UK House Price Balance Rises To Highest Since June 2010 - InvestingChannel

UK House Price Balance Rises To Highest Since June 2010

An indicator for house prices in the UK improved to its highest level in two and a half years in December on rising optimism stemming from lending scheme, a survey by the Royal Institution of Chartered Surveyors (RICS) showed Tuesday.

The RICS house price balance improved to zero in December from -9 in November. This was the strongest reading recorded by RICS since June 2010. Economists expected a modest uptick to -8.

Also, a measure of house price expectations over the next three months rose to 1 from -5. This was the first time that the balance moved to the positive territory since May 2010, RICS said.

“Confidence in the housing market does appear to be improving, helped in part by the impact of the FLS (Funding for Leading Scheme),” RICS Global Residential Director Peter Bolton King said. “It may be that we are now over the very worst,” he added.

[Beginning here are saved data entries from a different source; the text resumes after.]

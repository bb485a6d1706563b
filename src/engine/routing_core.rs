// ==========================================
// 工单流转追踪系统 - Routing Core 纯函数库
// ==========================================
// 职责: 目标工序解析、数量上限校验、错站归因、预览可推进判定
// 红线: 无状态、无副作用、无 I/O 操作
// 约定: 工序序列按工序号升序传入；下一道工序沿 next_step_id 查找
// ==========================================

use crate::domain::route::RouteStep;
use crate::domain::types::{WipStatus, WorkOrderStatus};
use thiserror::Error;

// ==========================================
// 引擎拒绝原因
// ==========================================
#[derive(Error, Debug, Clone, PartialEq, Eq)]
pub enum RoutingRejection {
    #[error("路线未配置工序")]
    EmptyRoute,

    #[error("当前工序无效")]
    InvalidCurrentStep { current_step_id: i64 },

    #[error("工单已处于末道工序")]
    AlreadyFinalStep { current_step_id: i64 },

    #[error("未找到上一工序的数量记录")]
    MissingPreviousQuantity,

    #[error("数量超过允许上限（{qty} > {max_qty}）")]
    QuantityExceedsCeiling { qty: u32, max_qty: u32 },
}

// ==========================================
// TargetStep - 目标工序解析结果
// ==========================================
#[derive(Debug, Clone, Copy, PartialEq, Eq)]
pub struct TargetStep<'a> {
    /// 当前所在工序（尚未开工时为 None）
    pub current: Option<&'a RouteStep>,
    /// 本次登记应落到的工序
    pub target: &'a RouteStep,
}

impl TargetStep<'_> {
    pub fn is_first_step(&self) -> bool {
        self.current.is_none()
    }

    /// 目标工序是否为路线末道工序
    pub fn is_final_step(&self) -> bool {
        self.target.is_final()
    }
}

/// WIP 挂起返工时的提示（预览与登记共用）
pub const MSG_WIP_ON_REWORK: &str = "WIP 正在返工";

// ==========================================
// Eligibility - 预览可推进判定
// ==========================================
#[derive(Debug, Clone, Copy, PartialEq, Eq)]
pub enum Eligibility {
    CanProceed,
    OnRework,
    Blocked,
}

impl Eligibility {
    pub fn can_proceed(&self) -> bool {
        matches!(self, Eligibility::CanProceed)
    }

    /// 不可推进时给出提示
    pub fn message(&self) -> Option<&'static str> {
        match self {
            Eligibility::CanProceed => None,
            Eligibility::OnRework => Some(MSG_WIP_ON_REWORK),
            Eligibility::Blocked => Some("工单当前状态不允许推进"),
        }
    }
}

// ==========================================
// RoutingCore - 纯函数工具类
// ==========================================
pub struct RoutingCore;

impl RoutingCore {
    /// 按ID在工序序列中查找
    pub fn find_step(steps: &[RouteStep], route_step_id: i64) -> Option<&RouteStep> {
        steps.iter().find(|s| s.route_step_id == route_step_id)
    }

    /// 解析本次登记的目标工序
    ///
    /// # 规则
    /// - 无 WIP: 首道工序（工序号最小）
    /// - 有 WIP: 当前工序的 next_step_id 所指工序
    ///
    /// # 返回
    /// - Err(EmptyRoute): 工序序列为空
    /// - Err(InvalidCurrentStep): 当前工序不在序列中，或其后继指针悬空
    /// - Err(AlreadyFinalStep): 当前工序已是末道
    pub fn resolve_target(
        steps: &[RouteStep],
        current_step_id: Option<i64>,
    ) -> Result<TargetStep<'_>, RoutingRejection> {
        let first = steps.first().ok_or(RoutingRejection::EmptyRoute)?;

        let Some(current_step_id) = current_step_id else {
            return Ok(TargetStep {
                current: None,
                target: first,
            });
        };

        let current = Self::find_step(steps, current_step_id)
            .ok_or(RoutingRejection::InvalidCurrentStep { current_step_id })?;

        let next_id = current
            .next_step_id
            .ok_or(RoutingRejection::AlreadyFinalStep { current_step_id })?;

        let target = Self::find_step(steps, next_id)
            .ok_or(RoutingRejection::InvalidCurrentStep { current_step_id })?;

        Ok(TargetStep {
            current: Some(current),
            target,
        })
    }

    /// 校验登记数量是否在上一工序带入数量之内
    ///
    /// # 参数
    /// - is_first_step: 首道工序不设上限
    /// - previous_qty: 当前工序执行记录中的数量
    pub fn check_quantity(
        qty: u32,
        is_first_step: bool,
        previous_qty: Option<u32>,
    ) -> Result<(), RoutingRejection> {
        if is_first_step {
            return Ok(());
        }

        let max_qty = previous_qty.ok_or(RoutingRejection::MissingPreviousQuantity)?;
        if qty > max_qty {
            return Err(RoutingRejection::QuantityExceedsCeiling { qty, max_qty });
        }
        Ok(())
    }

    /// 错站归因: 审计事件记到设备所在站点对应的工序上，找不到时记到目标工序
    pub fn attempted_step<'a>(
        steps: &'a [RouteStep],
        device_location_id: i64,
        target: &'a RouteStep,
    ) -> &'a RouteStep {
        steps
            .iter()
            .find(|s| s.location_id == device_location_id)
            .unwrap_or(target)
    }

    /// 预览用: 综合 WIP 状态与工单状态判定是否可推进
    pub fn eligibility(wip_status: Option<WipStatus>, work_order_status: WorkOrderStatus) -> Eligibility {
        if wip_status == Some(WipStatus::Hold) {
            return Eligibility::OnRework;
        }
        if work_order_status.is_terminal() {
            return Eligibility::Blocked;
        }
        Eligibility::CanProceed
    }
}
use super::*;
use crate::domain::types::{WipStatus, WorkOrderStatus};
use crate::domain::wip::NewStepExecution;
use crate::domain::work_order::WorkOrder;
use crate::engine::RoutingCore;
use crate::repository::RouteCatalogRepository;

pub const MSG_REGISTERED: &str = "登记完成";
pub const MSG_PROVISIONING_NOT_ALLOWED: &str = "工单不存在，当前站点不允许自动建单";
pub const MSG_PRODUCT_NOT_FOUND_FOR_CREATE: &str = "未找到可用于建单的产品";
pub const MSG_PRODUCT_INACTIVE: &str = "产品未启用";
pub const MSG_PART_MISMATCH: &str = "零件号与工单不符";

impl ScannerApi {
    // ==========================================
    // 登记扫码
    // ==========================================

    /// 登记一次扫码
    ///
    /// # 校验顺序（任一失败即拒绝，无任何部分写入）
    /// 1. 工单号/零件号非空，数量非零
    /// 2. 操作员启用，设备启用且绑定该操作员
    /// 3. 工单不存在时，仅自动建单站点可隐式建单
    /// 4. 产品启用、零件号匹配、工单非终态
    /// 5. 路线及工序存在
    /// 6. WIP 处于 ACTIVE
    /// 7. 目标工序解析与数量上限
    /// 8. 设备站点 = 目标工序站点（否则记录 ERROR 扫码事件）
    /// 9. 目标工序未登记过（否则记录 ERROR 扫码事件）
    ///
    /// # 返回
    /// - Ok(RegisterScanResponse): 是否为末道工序
    pub fn register_scan(&self, request: &RegisterScanRequest) -> ApiResult<RegisterScanResponse> {
        let (wo_number, part_number) = ScanOperationValidator::validate_register_input(
            &request.work_order_number,
            &request.part_number,
            request.quantity,
        )?;

        let (response, created) = self.run_write("register_scan", wo_number, |tx| {
            let actor = ScanOperationValidator::validate_actor_tx(tx, request.user_id, request.device_id)?;
            self.register_scan_tx(tx, &actor, wo_number, part_number, request.quantity)
        })?;

        if created {
            tracing::info!(
                wo_number,
                work_order_id = response.work_order_id,
                device_id = request.device_id,
                "工单已自动创建"
            );
        }
        tracing::info!(
            wo_number,
            work_order_id = response.work_order_id,
            wip_item_id = response.wip_item_id,
            route_step_id = response.route_step_id,
            qty = request.quantity,
            is_final_step = response.is_final_step,
            "扫码登记完成"
        );
        Ok(response)
    }

    /// 事务内登记逻辑
    ///
    /// # 返回
    /// - Ok((响应, 是否自动建单))
    fn register_scan_tx(
        &self,
        tx: &Transaction,
        actor: &Actor,
        wo_number: &str,
        part_number: &str,
        qty: u32,
    ) -> Result<(RegisterScanResponse, bool), Rejection> {
        let device = &actor.device;

        // 3. 工单（必要时隐式创建）
        let (mut work_order, created) = match WorkOrderRepository::find_by_number_tx(tx, wo_number)? {
            Some(wo) => (wo, false),
            None => (self.provision_work_order_tx(tx, actor, wo_number, part_number)?, true),
        };

        // 4. 产品与工单状态
        let product = CatalogRepository::find_product_tx(tx, work_order.product_id)?
            .ok_or_else(|| ApiError::NotFound(MSG_WORK_ORDER_NOT_FOUND.to_string()))?;
        if !product.active {
            return Err(ApiError::NotFound(MSG_PRODUCT_INACTIVE.to_string()).into());
        }
        if !product.matches_part_number(part_number) {
            return Err(ApiError::InvalidInput(MSG_PART_MISMATCH.to_string()).into());
        }
        match work_order.status {
            WorkOrderStatus::Cancelled => {
                return Err(ApiError::StateConflict(MSG_WORK_ORDER_CANCELLED.to_string()).into())
            }
            WorkOrderStatus::Finished => {
                return Err(ApiError::StateConflict(MSG_WORK_ORDER_FINISHED.to_string()).into())
            }
            WorkOrderStatus::Open | WorkOrderStatus::InProgress => {}
        }

        // 5. 路线与工序（已开工的 WIP 沿用冻结的路线）
        let wip = WipRepository::find_by_work_order_tx(tx, work_order.work_order_id)?;
        let route_id = match &wip {
            Some(wip) => wip.route_id,
            None => CatalogRepository::find_designated_route_id_tx(tx, &product)?
                .ok_or_else(|| ApiError::NotFound(MSG_NO_ACTIVE_ROUTE.to_string()))?,
        };
        let steps = RouteCatalogRepository::find_steps_tx(tx, route_id)?;
        if steps.is_empty() {
            return Err(ApiError::NotFound(MSG_ROUTE_HAS_NO_STEPS.to_string()).into());
        }

        // 6. WIP 状态
        if let Some(wip) = &wip {
            match wip.status {
                WipStatus::Active => {}
                WipStatus::Hold => {
                    return Err(ApiError::StateConflict(MSG_WIP_ON_REWORK.to_string()).into())
                }
                WipStatus::Finished | WipStatus::Scrapped => {
                    return Err(ApiError::StateConflict(MSG_WIP_NOT_ACTIVE.to_string()).into())
                }
            }
        }

        // 7. 目标工序与数量上限
        let target = RoutingCore::resolve_target(&steps, wip.as_ref().map(|w| w.current_step_id))?;
        if let (Some(wip), Some(current)) = (&wip, target.current) {
            let previous = StepLedgerRepository::find_execution_tx(tx, wip.wip_item_id, current.route_step_id)?;
            RoutingCore::check_quantity(qty, false, previous.map(|e| e.qty_in))?;
        }
        let target_step = target.target;

        // 8. 站点校验
        if target_step.location_id != device.location_id {
            let Some(wip) = &wip else {
                return Err(ApiError::StateConflict(MSG_WRONG_LOCATION.to_string()).into());
            };
            let attempted = RoutingCore::attempted_step(&steps, device.location_id, target_step);
            let already_done =
                StepLedgerRepository::find_execution_tx(tx, wip.wip_item_id, attempted.route_step_id)?
                    .is_some();
            let message = if already_done {
                MSG_STEP_ALREADY_REGISTERED
            } else {
                MSG_WRONG_LOCATION
            };
            return Err(Rejection::audited(
                ApiError::StateConflict(message.to_string()),
                Some(AuditEntry {
                    wip_item_id: wip.wip_item_id,
                    route_step_id: attempted.route_step_id,
                }),
            ));
        }

        // 9. 重复登记
        if let Some(wip) = &wip {
            if StepLedgerRepository::find_execution_tx(tx, wip.wip_item_id, target_step.route_step_id)?
                .is_some()
            {
                return Err(Rejection::audited(
                    ApiError::StateConflict(MSG_STEP_ALREADY_REGISTERED.to_string()),
                    Some(AuditEntry {
                        wip_item_id: wip.wip_item_id,
                        route_step_id: target_step.route_step_id,
                    }),
                ));
            }
        }

        // 10. 提交: WIP 指针 + 执行记录 + ENTRY 事件 + 状态
        let is_final_step = target.is_final_step();
        let wip_status = if is_final_step {
            WipStatus::Finished
        } else {
            WipStatus::Active
        };

        let wip_item_id = match &wip {
            None => {
                let created_wip =
                    WipRepository::insert_tx(tx, work_order.work_order_id, target_step.route_step_id, route_id)?;
                if wip_status != WipStatus::Active {
                    WipRepository::update_status_tx(tx, &created_wip, wip_status)?;
                }
                created_wip.wip_item_id
            }
            Some(existing) => {
                WipRepository::advance_tx(tx, existing, target_step.route_step_id, wip_status)?;
                existing.wip_item_id
            }
        };

        StepLedgerRepository::insert_execution_tx(
            tx,
            &NewStepExecution {
                wip_item_id,
                route_step_id: target_step.route_step_id,
                user_id: actor.user.user_id,
                device_id: device.device_id,
                location_id: device.location_id,
                qty_in: qty,
            },
        )?;
        StepLedgerRepository::append_scan_event_tx(tx, wip_item_id, target_step.route_step_id, ScanType::Entry)?;

        let next_wo_status = next_work_order_status(&work_order, is_final_step);
        if next_wo_status != work_order.status {
            work_order.revision = WorkOrderRepository::update_status_tx(tx, &work_order, next_wo_status)?;
            work_order.status = next_wo_status;
        }

        Ok((
            RegisterScanResponse {
                message: MSG_REGISTERED.to_string(),
                work_order_id: work_order.work_order_id,
                wip_item_id,
                route_step_id: target_step.route_step_id,
                is_final_step,
            },
            created,
        ))
    }

    /// 隐式建单（仅自动建单站点）
    fn provision_work_order_tx(
        &self,
        tx: &Transaction,
        actor: &Actor,
        wo_number: &str,
        part_number: &str,
    ) -> Result<WorkOrder, Rejection> {
        let location = CatalogRepository::find_location_tx(tx, actor.device.location_id)?;
        let allowed = self
            .provisioning
            .is_auto_provisioning_location(tx, &actor.device, location.as_ref())
            .map_err(|e| ApiError::InternalError(format!("自动建单策略读取失败: {}", e)))?;
        if !allowed {
            return Err(ApiError::NotFound(MSG_PROVISIONING_NOT_ALLOWED.to_string()).into());
        }

        let product = CatalogRepository::find_active_product_by_part_tx(tx, part_number)?
            .ok_or_else(|| ApiError::NotFound(MSG_PRODUCT_NOT_FOUND_FOR_CREATE.to_string()))?;

        Ok(WorkOrderRepository::insert_tx(tx, wo_number, product.product_id)?)
    }
}

/// 登记成功后的工单状态
///
/// - 末道工序: FINISHED
/// - 首次开工: OPEN → IN_PROGRESS
fn next_work_order_status(work_order: &WorkOrder, is_final_step: bool) -> WorkOrderStatus {
    if is_final_step {
        WorkOrderStatus::Finished
    } else if work_order.status == WorkOrderStatus::Open {
        WorkOrderStatus::InProgress
    } else {
        work_order.status
    }
}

The Bank of England launched its Funding For Lending Scheme in August, providing cheap funds to banks with an intention to encourage them to lend more.

In a report published in December, RICS said house prices will likely see an increase of 2 percent in 2013 and the cost of renting a home should rise by around 4 percent.

According to a draft policy statement published on Monday, the Bank of England’s Financial Policy Committee will be given powers to give directions setting extra capital requirements for the purposes of financial stability.

The FPC’s main task is to remove or reduce systemic risks to protect the financial system, with specific powers to tackle cyclical risks, such as those arising from unsustainable levels of leverage, debt or credit growth.

With this powers, the FPC would be able to raise the countercyclical capital buffer (CCB) or sectoral capital requirements (SCRs), demanding banks to have a larger capital buffer to absorb unexpected losses, whenever threat to financial stability emerge.

Under the draft legislation, the FPC will be able to adjust SCRs for banks’ exposures to three broad sectors such as residential property, including mortgages with high loan to value or loan to income ratios at origination; commercial property; and other parts of the financial sector.

These powers are expected to help the central bank limit the rise in house prices, by restricting mortgage lending, if the need arises.